Task to complete — Go through the entries below and collect each line with the string "Option" in it.

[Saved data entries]
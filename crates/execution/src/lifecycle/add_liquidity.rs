use super::{SkipReason, TaskOutcome, transaction_failed};
use crate::error::ExecutionError;
use crate::manager::PositionManager;
use clmm_autopilot_domain::math::concentrated_liquidity::increase_liquidity_quote;
use clmm_autopilot_domain::value_objects::TickRange;
use clmm_autopilot_strategy::RangeStrategy;

/// Tops up the live position from the wallet, or opens a new one.
///
/// A failed increase usually means the wallet holds the wrong token for the
/// current price; it is reported and left to the next cycle.
pub async fn add_liquidity(manager: &mut PositionManager) -> Result<TaskOutcome, ExecutionError> {
    if !manager.config().has_allocation() {
        return Ok(TaskOutcome::Skipped(SkipReason::ZeroDistribution));
    }

    let position = manager.position().await?;
    let pool = manager.pool(true).await?;
    let strategy = manager.strategy(true).await?;
    let balances = manager.token_balances().await?;
    let slippage = manager.settings().slippage;
    let pools = manager.context().pools.clone();
    let submitter = manager.context().submitter.clone();

    if let Some(position) = position {
        let input = strategy.size_input(&pool, &balances);
        let quote = increase_liquidity_quote(
            input.side,
            input.amount,
            pool.sqrt_price,
            pool.tick_current_index,
            TickRange::new(position.tick_lower_index, position.tick_upper_index),
            slippage,
        )?;
        if quote.is_empty() {
            return Ok(TaskOutcome::Skipped(SkipReason::EmptyQuote));
        }

        let transaction = pools.increase_liquidity(&pool, &position, &quote).await?;
        return Ok(match submitter.submit(&transaction).await {
            Ok(receipt) => TaskOutcome::Increased {
                liquidity: quote.liquidity_amount,
                token_est_a: quote.token_est_a,
                token_est_b: quote.token_est_b,
                signature: receipt.signature,
            },
            Err(err) => transaction_failed(&transaction, err),
        });
    }

    let decision = strategy.decide(&pool, &balances)?;
    let quote = increase_liquidity_quote(
        decision.input.side,
        decision.input.amount,
        pool.sqrt_price,
        pool.tick_current_index,
        decision.range,
        slippage,
    )?;
    if quote.is_empty() {
        return Ok(TaskOutcome::Skipped(SkipReason::EmptyQuote));
    }

    let opened = pools.open_position(&pool, decision.range, &quote).await?;
    let receipt = match submitter.submit(&opened.transaction).await {
        Ok(receipt) => receipt,
        Err(err) => return Ok(transaction_failed(&opened.transaction, err)),
    };

    let address = opened.position_address.clone();
    let name = strategy.name();
    manager
        .update_record(move |record, now| record.attach(address, name, now))
        .await?;

    Ok(TaskOutcome::Opened {
        address: opened.position_address,
        range: decision.range,
        liquidity: quote.liquidity_amount,
        strategy: name.to_string(),
        signature: receipt.signature,
    })
}

#[cfg(test)]
mod tests {
    use super::*;
    use crate::test_support::{Harness, MINT_A, MINT_B, pool_at, position_at};
    use clmm_autopilot_strategy::StrategyKind;
    use rust_decimal_macros::dec;

    #[tokio::test]
    async fn test_zero_distribution_is_a_no_op() {
        let harness = Harness::new(pool_at(1000));
        harness.set_balance(MINT_A, 5_000_000_000);
        let mut manager = harness.manager(StrategyKind::UpperBiased, dec!(0));

        let outcome = add_liquidity(&mut manager).await.unwrap();
        assert_eq!(outcome, TaskOutcome::Skipped(SkipReason::ZeroDistribution));
        assert!(harness.submitter.submitted().is_empty());
    }

    #[tokio::test]
    async fn test_opens_upper_biased_position_and_records_it() {
        let harness = Harness::new(pool_at(1000));
        harness.set_balance(MINT_A, 5_000_000_000);
        let mut manager = harness.manager(StrategyKind::UpperBiased, dec!(1));

        let outcome = add_liquidity(&mut manager).await.unwrap();
        let TaskOutcome::Opened {
            address,
            range,
            liquidity,
            strategy,
            ..
        } = outcome
        else {
            panic!("expected an opened position, got {outcome:?}");
        };
        assert_eq!(range, TickRange::new(1024, 3264));
        assert!(liquidity > 0);
        assert_eq!(strategy, "upper-biased");

        let record = harness.stored_record().await;
        assert_eq!(record.address, Some(address));
        assert_eq!(record.strategy.as_deref(), Some("upper-biased"));
        assert!(record.last_collected_at.is_some());
    }

    #[tokio::test]
    async fn test_auto_side_opens_on_the_larger_holding() {
        let harness = Harness::new(pool_at(1000));
        harness.set_price(MINT_A, dec!(150));
        harness.set_price(MINT_B, dec!(1));
        harness.set_balance(MINT_A, 100_000);
        harness.set_balance(MINT_B, 500_000_000);
        let mut manager = harness.manager(StrategyKind::AutoSide, dec!(1));

        let outcome = add_liquidity(&mut manager).await.unwrap();
        assert!(matches!(
            outcome,
            TaskOutcome::Opened { range, ref strategy, .. }
                if range == TickRange::new(-640, 960) && strategy == "lower-biased"
        ));
    }

    #[tokio::test]
    async fn test_empty_quote_skips() {
        let harness = Harness::new(pool_at(1000));
        let mut manager = harness.manager(StrategyKind::UpperBiased, dec!(1));

        let outcome = add_liquidity(&mut manager).await.unwrap();
        assert_eq!(outcome, TaskOutcome::Skipped(SkipReason::EmptyQuote));
        assert!(harness.pools.calls().is_empty());
    }

    #[tokio::test]
    async fn test_failed_open_leaves_record_untouched() {
        let harness = Harness::new(pool_at(1000));
        harness.set_balance(MINT_A, 5_000_000_000);
        harness.submitter.fail_on("open position");
        let mut manager = harness.manager(StrategyKind::UpperBiased, dec!(1));

        let outcome = add_liquidity(&mut manager).await.unwrap();
        assert!(matches!(outcome, TaskOutcome::TransactionFailed { .. }));
        assert_eq!(harness.stored_record().await.address, None);
    }

    #[tokio::test]
    async fn test_increases_existing_position_over_its_own_range() {
        let harness = Harness::new(pool_at(1000));
        harness.add_position(position_at("position", 1088, 2048, 1_000));
        harness.attach_record("position", "upper-biased").await;
        harness.set_balance(MINT_A, 1_000_000_000);
        let mut manager = harness.manager(StrategyKind::UpperBiased, dec!(1));

        let outcome = add_liquidity(&mut manager).await.unwrap();
        assert!(matches!(
            outcome,
            TaskOutcome::Increased { liquidity, token_est_b: 0, .. } if liquidity > 0
        ));
        assert_eq!(harness.pools.calls(), vec!["increase liquidity position"]);
    }

    #[tokio::test]
    async fn test_failed_increase_is_swallowed() {
        let harness = Harness::new(pool_at(1000));
        harness.add_position(position_at("position", 1088, 2048, 1_000));
        harness.attach_record("position", "upper-biased").await;
        harness.set_balance(MINT_A, 1_000_000_000);
        harness.submitter.fail_on("increase liquidity");
        let mut manager = harness.manager(StrategyKind::UpperBiased, dec!(1));

        let outcome = add_liquidity(&mut manager).await.unwrap();
        assert!(matches!(outcome, TaskOutcome::TransactionFailed { ref label, .. }
            if label == "increase liquidity position"));
        assert_eq!(
            harness.stored_record().await.address.as_deref(),
            Some("position")
        );
    }
}
//! Jupiter swap aggregator and token list.

use crate::cache::{Clock, TtlCache};
use crate::error::ProtocolError;
use crate::transaction::PendingTransaction;
use crate::{SwapAggregator, SwapRoute, TokenRegistry};
use async_trait::async_trait;
use base64::Engine;
use base64::engine::general_purpose::STANDARD;
use clmm_autopilot_domain::entities::Token;
use serde::Deserialize;
use serde_json::{Value, json};
use std::collections::HashMap;
use std::sync::Arc;
use tracing::debug;

/// Jupiter v6 quote and swap API.
pub const DEFAULT_SWAP_API_URL: &str = "https://quote-api.jup.ag/v6";

/// Verified tokens on the Jupiter token API.
pub const DEFAULT_TOKEN_LIST_URL: &str = "https://tokens.jup.ag/tokens?tags=verified";

fn parse_amount(route: &Value, field: &str) -> Result<u64, ProtocolError> {
    route
        .get(field)
        .and_then(Value::as_str)
        .and_then(|amount| amount.parse().ok())
        .ok_or_else(|| ProtocolError::Decode {
            kind: "swap quote",
            address: field.to_string(),
            reason: format!("missing or invalid {field}"),
        })
}

/// Builds a [`SwapRoute`] from a v6 quote response.
pub fn route_from_quote(
    input_mint: &str,
    output_mint: &str,
    quote: Value,
) -> Result<SwapRoute, ProtocolError> {
    if quote.get("error").is_some() || quote.get("routePlan").is_none() {
        return Err(ProtocolError::NoRoute {
            input_mint: input_mint.to_string(),
            output_mint: output_mint.to_string(),
        });
    }
    Ok(SwapRoute {
        input_mint: input_mint.to_string(),
        output_mint: output_mint.to_string(),
        in_amount: parse_amount(&quote, "inAmount")?,
        out_amount: parse_amount(&quote, "outAmount")?,
        raw: quote,
    })
}

#[derive(Debug, Deserialize)]
#[serde(rename_all = "camelCase")]
struct SwapResponse {
    swap_transaction: String,
}

/// Swap routing through Jupiter.
pub struct JupiterAggregator {
    http: reqwest::Client,
    base_url: String,
    slippage_bps: u32,
}

impl JupiterAggregator {
    pub fn new(base_url: impl Into<String>, slippage_bps: u32) -> Self {
        Self {
            http: reqwest::Client::new(),
            base_url: base_url.into().trim_end_matches('/').to_string(),
            slippage_bps,
        }
    }
}

#[async_trait]
impl SwapAggregator for JupiterAggregator {
    async fn quote(
        &self,
        input_mint: &str,
        output_mint: &str,
        amount: u64,
    ) -> Result<SwapRoute, ProtocolError> {
        debug!(input_mint, output_mint, amount, "Fetching swap route");
        let quote: Value = self
            .http
            .get(format!("{}/quote", self.base_url))
            .query(&[
                ("inputMint", input_mint.to_string()),
                ("outputMint", output_mint.to_string()),
                ("amount", amount.to_string()),
                ("slippageBps", self.slippage_bps.to_string()),
            ])
            .send()
            .await?
            .json()
            .await?;
        route_from_quote(input_mint, output_mint, quote)
    }

    async fn build_transactions(
        &self,
        route: &SwapRoute,
        wallet: &str,
    ) -> Result<Vec<PendingTransaction>, ProtocolError> {
        let response: SwapResponse = self
            .http
            .post(format!("{}/swap", self.base_url))
            .json(&json!({
                "quoteResponse": route.raw,
                "userPublicKey": wallet,
                "wrapAndUnwrapSol": true,
            }))
            .send()
            .await?
            .error_for_status()?
            .json()
            .await?;

        let bytes = STANDARD
            .decode(response.swap_transaction.as_bytes())
            .map_err(|err| ProtocolError::Decode {
                kind: "swap transaction",
                address: route.input_mint.clone(),
                reason: err.to_string(),
            })?;
        Ok(vec![PendingTransaction::serialized(
            format!("swap {} to {}", route.input_mint, route.output_mint),
            bytes,
        )])
    }
}

#[derive(Debug, Clone, Deserialize)]
#[serde(rename_all = "camelCase")]
struct TokenExtensions {
    coingecko_id: Option<String>,
}

/// Entry of the Jupiter token list.
#[derive(Debug, Clone, Deserialize)]
pub struct JupiterToken {
    address: String,
    symbol: String,
    name: String,
    decimals: u8,
    #[serde(default)]
    extensions: Option<TokenExtensions>,
}

impl From<JupiterToken> for Token {
    fn from(token: JupiterToken) -> Self {
        let coingecko_id = token.extensions.and_then(|ext| ext.coingecko_id);
        let base = Token::new(token.address, token.symbol, token.decimals, token.name);
        match coingecko_id {
            Some(id) => base.with_coingecko_id(id),
            None => base,
        }
    }
}

/// Indexes a token list response by mint.
pub fn index_tokens(tokens: Vec<JupiterToken>) -> HashMap<String, Token> {
    tokens
        .into_iter()
        .map(|token| (token.address.clone(), Token::from(token)))
        .collect()
}

/// Token metadata from the Jupiter token list, refreshed once per TTL.
pub struct JupiterTokenRegistry {
    http: reqwest::Client,
    url: String,
    cache: TtlCache<(), Arc<HashMap<String, Token>>>,
    clock: Arc<dyn Clock>,
}

impl JupiterTokenRegistry {
    pub fn new(url: impl Into<String>, ttl: chrono::Duration, clock: Arc<dyn Clock>) -> Self {
        Self {
            http: reqwest::Client::new(),
            url: url.into(),
            cache: TtlCache::new(ttl),
            clock,
        }
    }

    async fn tokens(&self) -> Result<Arc<HashMap<String, Token>>, ProtocolError> {
        if let Some(tokens) = self.cache.get(&(), self.clock.as_ref()) {
            return Ok(tokens);
        }
        debug!(url = %self.url, "Fetching token list");
        let list: Vec<JupiterToken> = self
            .http
            .get(&self.url)
            .send()
            .await?
            .error_for_status()?
            .json()
            .await?;
        let tokens = Arc::new(index_tokens(list));
        self.cache.insert((), tokens.clone(), self.clock.as_ref());
        Ok(tokens)
    }
}

#[async_trait]
impl TokenRegistry for JupiterTokenRegistry {
    async fn token(&self, mint: &str) -> Result<Option<Token>, ProtocolError> {
        Ok(self.tokens().await?.get(mint).cloned())
    }
}

#[cfg(test)]
mod tests {
    use super::*;

    const SOL: &str = "So11111111111111111111111111111111111111112";
    const USDC: &str = "EPjFWdd5AufqSSqeM2qN1xzybapC8G4wEGGkZwyTDt1v";

    #[test]
    fn test_route_from_quote() {
        let quote = json!({
            "inputMint": SOL,
            "outputMint": USDC,
            "inAmount": "1000000",
            "outAmount": "150000",
            "routePlan": [],
        });
        let route = route_from_quote(SOL, USDC, quote).unwrap();
        assert_eq!(route.in_amount, 1_000_000);
        assert_eq!(route.out_amount, 150_000);
        assert_eq!(route.raw["inAmount"], "1000000");
    }

    #[test]
    fn test_error_quote_is_no_route() {
        let quote = json!({ "error": "Could not find any route" });
        let err = route_from_quote(SOL, USDC, quote).unwrap_err();
        assert!(matches!(err, ProtocolError::NoRoute { .. }));
    }

    #[test]
    fn test_index_token_list() {
        let body = r#"[
            {"address": "So11111111111111111111111111111111111111112", "symbol": "SOL",
             "name": "Wrapped SOL", "decimals": 9, "extensions": {"coingeckoId": "wrapped-solana"}},
            {"address": "orcaEKTdK7LKz57vaAYr9QeNsVEPfiu6QeMU1kektZE", "symbol": "ORCA",
             "name": "Orca", "decimals": 6}
        ]"#;
        let list: Vec<JupiterToken> = serde_json::from_str(body).unwrap();
        let tokens = index_tokens(list);

        let sol = &tokens[SOL];
        assert_eq!(sol.symbol, "SOL");
        assert_eq!(sol.decimals, 9);
        assert_eq!(sol.coingecko_id.as_deref(), Some("wrapped-solana"));
        assert_eq!(tokens["orcaEKTdK7LKz57vaAYr9QeNsVEPfiu6QeMU1kektZE"].coingecko_id, None);
    }
}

Task answer —
    coingecko_id: Option<String>,
    extensions: Option<TokenExtensions>,
    async fn token(&self, mint: &str) -> Result<Option<Token>, ProtocolError> {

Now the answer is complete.